Descomunal seguro de vida eram meus grandes amigos do crime. Esta a lição que mais eu soube aprender e usufruir para sair ileso. Nas cadeias há um meio caos desestabilizador. Os sinais da verdade em contrários e até ofuscantes. Vamos ao caso. Na portaria, o guarda mesmo que de longe já vinha despejando ódios. Todos sentimos um encolher de corpo; as duas professoras, eu, e até o outro guarda das chaves. O homem chegava mortal. Olhos de puro terror. Exigiu raivoso carteirinha nossa de professores de cadeia, como se nunca nos conhecesse, mesmo com toda identificação visual de trabalho anterior já longa. Era só uma deixa. E pôs-se a assustar as professoras. Num bote de onça virou-se agressivo, e disse que tão logo eu estaria morto com a boca em formigas. Esbocei pequena reação de espanto. As professoras, mais assustadas ainda, arrastaram-me amáveis para fora da cadeia. E o guarda junto, ameaçador. Saímos de carro porque eu na carona também fui. A cobra raivosa por lá mesmo ficou.
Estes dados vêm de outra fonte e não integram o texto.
impl Grammar for MySqlGrammar {
    fn dialect(&self) -> Dialect {
        Dialect::MySql
    }

    fn quote_char(&self) -> char {
        '`'
    }

    fn boolean_literal(&self, value: bool) -> &'static str {
        if value {
            "1"
        } else {
            "0"
        }
    }

    fn type_name(&self, column: &ColumnDefinition) -> String {
        match &column.column_type {
            ColumnType::Boolean => "TINYINT(1)".to_string(),
            ColumnType::Char { length } => format!("CHAR({length})"),
            ColumnType::String { length } => format!("VARCHAR({length})"),
            ColumnType::TinyText => "TINYTEXT".to_string(),
            ColumnType::Text => "TEXT".to_string(),
            ColumnType::MediumText => "MEDIUMTEXT".to_string(),
            ColumnType::LongText => "LONGTEXT".to_string(),
            ColumnType::TinyInteger => "TINYINT".to_string(),
            ColumnType::SmallInteger => "SMALLINT".to_string(),
            ColumnType::MediumInteger => "MEDIUMINT".to_string(),
            ColumnType::Integer => "INT".to_string(),
            ColumnType::BigInteger => "BIGINT".to_string(),
            ColumnType::Decimal { precision, scale } => format!("DECIMAL({precision}, {scale})"),
            ColumnType::Float { precision } => with_precision("FLOAT", *precision),
            ColumnType::Double => "DOUBLE".to_string(),
            ColumnType::Date => "DATE".to_string(),
            ColumnType::Time { precision } | ColumnType::TimeTz { precision } => {
                with_precision("TIME", *precision)
            }
            ColumnType::DateTime { precision } | ColumnType::DateTimeTz { precision } => {
                with_precision("DATETIME", *precision)
            }
            ColumnType::Timestamp { precision } | ColumnType::TimestampTz { precision } => {
                with_precision("TIMESTAMP", *precision)
            }
            ColumnType::Year => "YEAR".to_string(),
            ColumnType::Binary => "BLOB".to_string(),
            ColumnType::Json | ColumnType::Jsonb => "JSON".to_string(),
            ColumnType::Uuid => "CHAR(36)".to_string(),
            ColumnType::Enum { allowed } => {
                let values: Vec<String> = allowed.iter().map(|v| self.quote_string(v)).collect();
                format!("ENUM({})", values.join(", "))
            }
            ColumnType::Spatial { kind, srid } => match srid {
                Some(srid) => format!("{} SRID {srid}", kind.as_sql()),
                None => kind.as_sql().to_string(),
            },
        }
    }

    fn column_definition(&self, _blueprint: &Blueprint, column: &ColumnDefinition) -> String {
        let mut sql = format!("{} {}", self.wrap(&column.name), self.type_name(column));

        if column.unsigned && column.column_type.is_numeric() {
            sql.push_str(" UNSIGNED");
        }
        if let Some(ref collation) = column.collation {
            sql.push_str(&format!(" COLLATE {collation}"));
        }
        sql.push_str(if column.nullable { " NULL" } else { " NOT NULL" });
        if let Some(ref default) = column.default {
            sql.push_str(" DEFAULT ");
            sql.push_str(&self.render_default(column, default));
        }
        if column.auto_increment {
            sql.push_str(" AUTO_INCREMENT");
        }
        // Named unique indexes are emitted as separate statements.
        if column.unique && column.unique_name.is_none() && !column.change {
            sql.push_str(" UNIQUE");
        }
        if let Some(ref comment) = column.comment {
            sql.push_str(" COMMENT ");
            sql.push_str(&self.quote_string(comment));
        }

        sql
    }

    fn table_constraints(&self, blueprint: &Blueprint) -> Result<Vec<String>> {
        let mut constraints: Vec<String> = super::primary_key(blueprint)?
            .map(|pk| format!("PRIMARY KEY ({})", self.columnize(&pk.columns)))
            .into_iter()
            .collect();
        if blueprint.if_not_exists() {
            constraints.extend(self.inline_keys(blueprint)?);
        }
        if self.inline_foreign_keys(blueprint) {
            constraints.extend(self.foreign_constraints(blueprint)?);
        }
        Ok(constraints)
    }

    fn table_options(&self, blueprint: &Blueprint) -> String {
        let mut options = String::new();
        if let Some(engine) = blueprint.engine_hint() {
            options.push_str(&format!(" ENGINE = {engine}"));
        }
        if let Some(charset) = blueprint.charset_hint() {
            options.push_str(&format!(" DEFAULT CHARACTER SET = {charset}"));
        }
        if let Some(collation) = blueprint.collation_hint() {
            options.push_str(&format!(" COLLATE = {collation}"));
        }
        if let Some(comment) = blueprint.table_comment() {
            options.push_str(&format!(" COMMENT = {}", self.quote_string(comment)));
        }
        options
    }

    fn add_primary_clause(&self, _name: &str, columns: &[String]) -> String {
        format!("ADD PRIMARY KEY ({})", self.columnize(columns))
    }

    fn compile_change(&self, blueprint: &Blueprint) -> Result<Vec<String>> {
        validate_table(blueprint)?;
        validate_columns(blueprint)?;

        let clauses: Vec<String> = blueprint
            .changed_columns()
            .iter()
            .map(|c| format!("MODIFY COLUMN {}", self.column_definition(blueprint, c)))
            .collect();
        if clauses.is_empty() {
            return Ok(Vec::new());
        }
        Ok(vec![format!(
            "ALTER TABLE {} {}",
            self.wrap_table(blueprint.table()),
            clauses.join(", ")
        )])
    }

    fn compile_rename(&self, blueprint: &Blueprint) -> Result<String> {
        validate_table(blueprint)?;
        let to = new_name(blueprint)?;
        // An unqualified target stays in the source table's database.
        let target = match blueprint.schema() {
            Some(schema) if !to.contains('.') => {
                format!("{}.{}", self.wrap(schema), self.wrap(to))
            }
            _ => self.wrap_table(to),
        };
        Ok(format!(
            "RENAME TABLE {} TO {target}",
            self.wrap_table(blueprint.table())
        ))
    }

    fn compile_index(&self, blueprint: &Blueprint, index: &IndexDefinition) -> Result<Option<String>> {
        validate_table(blueprint)?;
        validate_index(blueprint, index)?;
        // Declared inside CREATE TABLE IF NOT EXISTS.
        if blueprint.if_not_exists() && index.kind != IndexKind::Primary {
            return Ok(None);
        }
        match index.kind {
            IndexKind::Index => self.compile_plain_index(blueprint, index),
            IndexKind::Unique => self.compile_unique(blueprint, index),
            IndexKind::Primary => self.compile_primary(blueprint, index),
            IndexKind::FullText => self.compile_full_text(blueprint, index),
        }
    }

    fn compile_column_index(
        &self,
        blueprint: &Blueprint,
        column: &ColumnDefinition,
        kind: IndexKind,
    ) -> Result<Option<String>> {
        // Unnamed unique columns carry an inline UNIQUE modifier.
        if kind == IndexKind::Unique && column.unique_name.is_none() {
            return Ok(None);
        }
        let mut index = IndexDefinition::new(kind, vec![column.name.clone()]);
        index.name = match kind {
            IndexKind::Unique => column.unique_name.clone(),
            _ => column.index_name.clone(),
        };
        self.compile_index(blueprint, &index)
    }

    fn index_statement(&self, blueprint: &Blueprint, index: &IndexDefinition, keyword: &str) -> String {
        let mut sql = format!(
            "CREATE {keyword}INDEX {} ON {} ({})",
            self.wrap(&index_name(blueprint, index)),
            self.wrap_table(blueprint.table()),
            self.columnize(&index.columns)
        );
        if let Some(algorithm) = index.algorithm {
            sql.push_str(" USING ");
            sql.push_str(algorithm.as_sql());
        }
        sql
    }

    fn compile_full_text(
        &self,
        blueprint: &Blueprint,
        index: &IndexDefinition,
    ) -> Result<Option<String>> {
        let mut index = index.clone();
        index.algorithm = None;
        Ok(Some(self.index_statement(blueprint, &index, "FULLTEXT ")))
    }

    fn drop_index_statement(&self, blueprint: &Blueprint, name: &str) -> String {
        format!(
            "ALTER TABLE {} DROP INDEX {}",
            self.wrap_table(blueprint.table()),
            self.wrap(name)
        )
    }

    fn compile_drop_primary(&self, blueprint: &Blueprint) -> Result<Vec<String>> {
        validate_table(blueprint)?;
        Ok(blueprint
            .dropped_primary()
            .map(|_| format!("ALTER TABLE {} DROP PRIMARY KEY", self.wrap_table(blueprint.table())))
            .into_iter()
            .collect())
    }

    fn compile_rename_index(&self, blueprint: &Blueprint) -> Result<Vec<String>> {
        validate_table(blueprint)?;
        let table = self.wrap_table(blueprint.table());
        Ok(blueprint
            .renamed_indexes()
            .iter()
            .map(|(from, to)| {
                format!(
                    "ALTER TABLE {table} RENAME INDEX {} TO {}",
                    self.wrap(from),
                    self.wrap(to)
                )
            })
            .collect())
    }

    fn compile_drop_foreign(&self, blueprint: &Blueprint) -> Result<Vec<String>> {
        validate_table(blueprint)?;
        let table = self.wrap_table(blueprint.table());
        Ok(blueprint
            .dropped_foreigns()
            .iter()
            .map(|name| format!("ALTER TABLE {table} DROP FOREIGN KEY {}", self.wrap(name)))
            .collect())
    }

    fn compile_table_comment(&self, blueprint: &Blueprint) -> Result<Vec<String>> {
        validate_table(blueprint)?;
        // Set inline by the table options when creating.
        if blueprint.creating() {
            return Ok(Vec::new());
        }
        Ok(blueprint
            .table_comment()
            .map(|comment| {
                format!(
                    "ALTER TABLE {} COMMENT = {}",
                    self.wrap_table(blueprint.table()),
                    self.quote_string(comment)
                )
            })
            .into_iter()
            .collect())
    }

    fn compile_table_exists(&self, table: &str) -> String {
        let (schema, name) = split_table(table);
        format!(
            "SELECT 1 FROM information_schema.tables WHERE table_schema = {} AND table_name = {}",
            self.schema_predicate(schema),
            self.quote_string(name)
        )
    }

    fn compile_column_exists(&self, table: &str, column: &str) -> String {
        let (schema, name) = split_table(table);
        format!(
            "SELECT 1 FROM information_schema.columns WHERE table_schema = {} AND table_name = {} AND column_name = {}",
            self.schema_predicate(schema),
            self.quote_string(name),
            self.quote_string(column)
        )
    }
}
Logo depois, sozinho ainda na rua a voltar para casa, levemente atônito eu buscava uma linha. Aquilo de alma que temos do campo da intuição. O atônito não abrandava. Sinais leves de socorro apareciam por dentro, sem que eu lhes buscasse de imediato o auxílio. Eram por enquanto só um leve conforto. Caso precisasse eles seriam. Já nos hábitos comuns de casa silencioso em conversa interna, eu ia andando. A estrada do dia não parecia tão perigosa, mas que me alertasse feito em confronto mortal, dizia-me meu aparato de prevenção. Talvez que uma certa tranquilidade crescesse, por uma resolução já tomada. Medo do dia seguinte não me veio. E o mundo girava. A sentença da morte por dentro, caminhando. As relações com meus amigos do crime em alto apreço, de vida ou de morte. Incontinente o telefone tocou e eu atendi. O guarda ameaçador por voz suave se retratava. Sem choque de alívio pois já estava resolvido anterior em mim, entrei com palavras também de paz.

Desligado o telefone, refleti por dentro a assentar-me as águas da alma. O que acontecera. O discurso da fama viera ao meu socorro. A este fim foi o que a reflexão me pôs. Amigos perigosos do professor, do crime, saberiam, pondo a vida do guarda da morte na linha certeira de tiro. A lógica do discurso na fofoca do medo nos salvara, de um desdobre trágico iminente.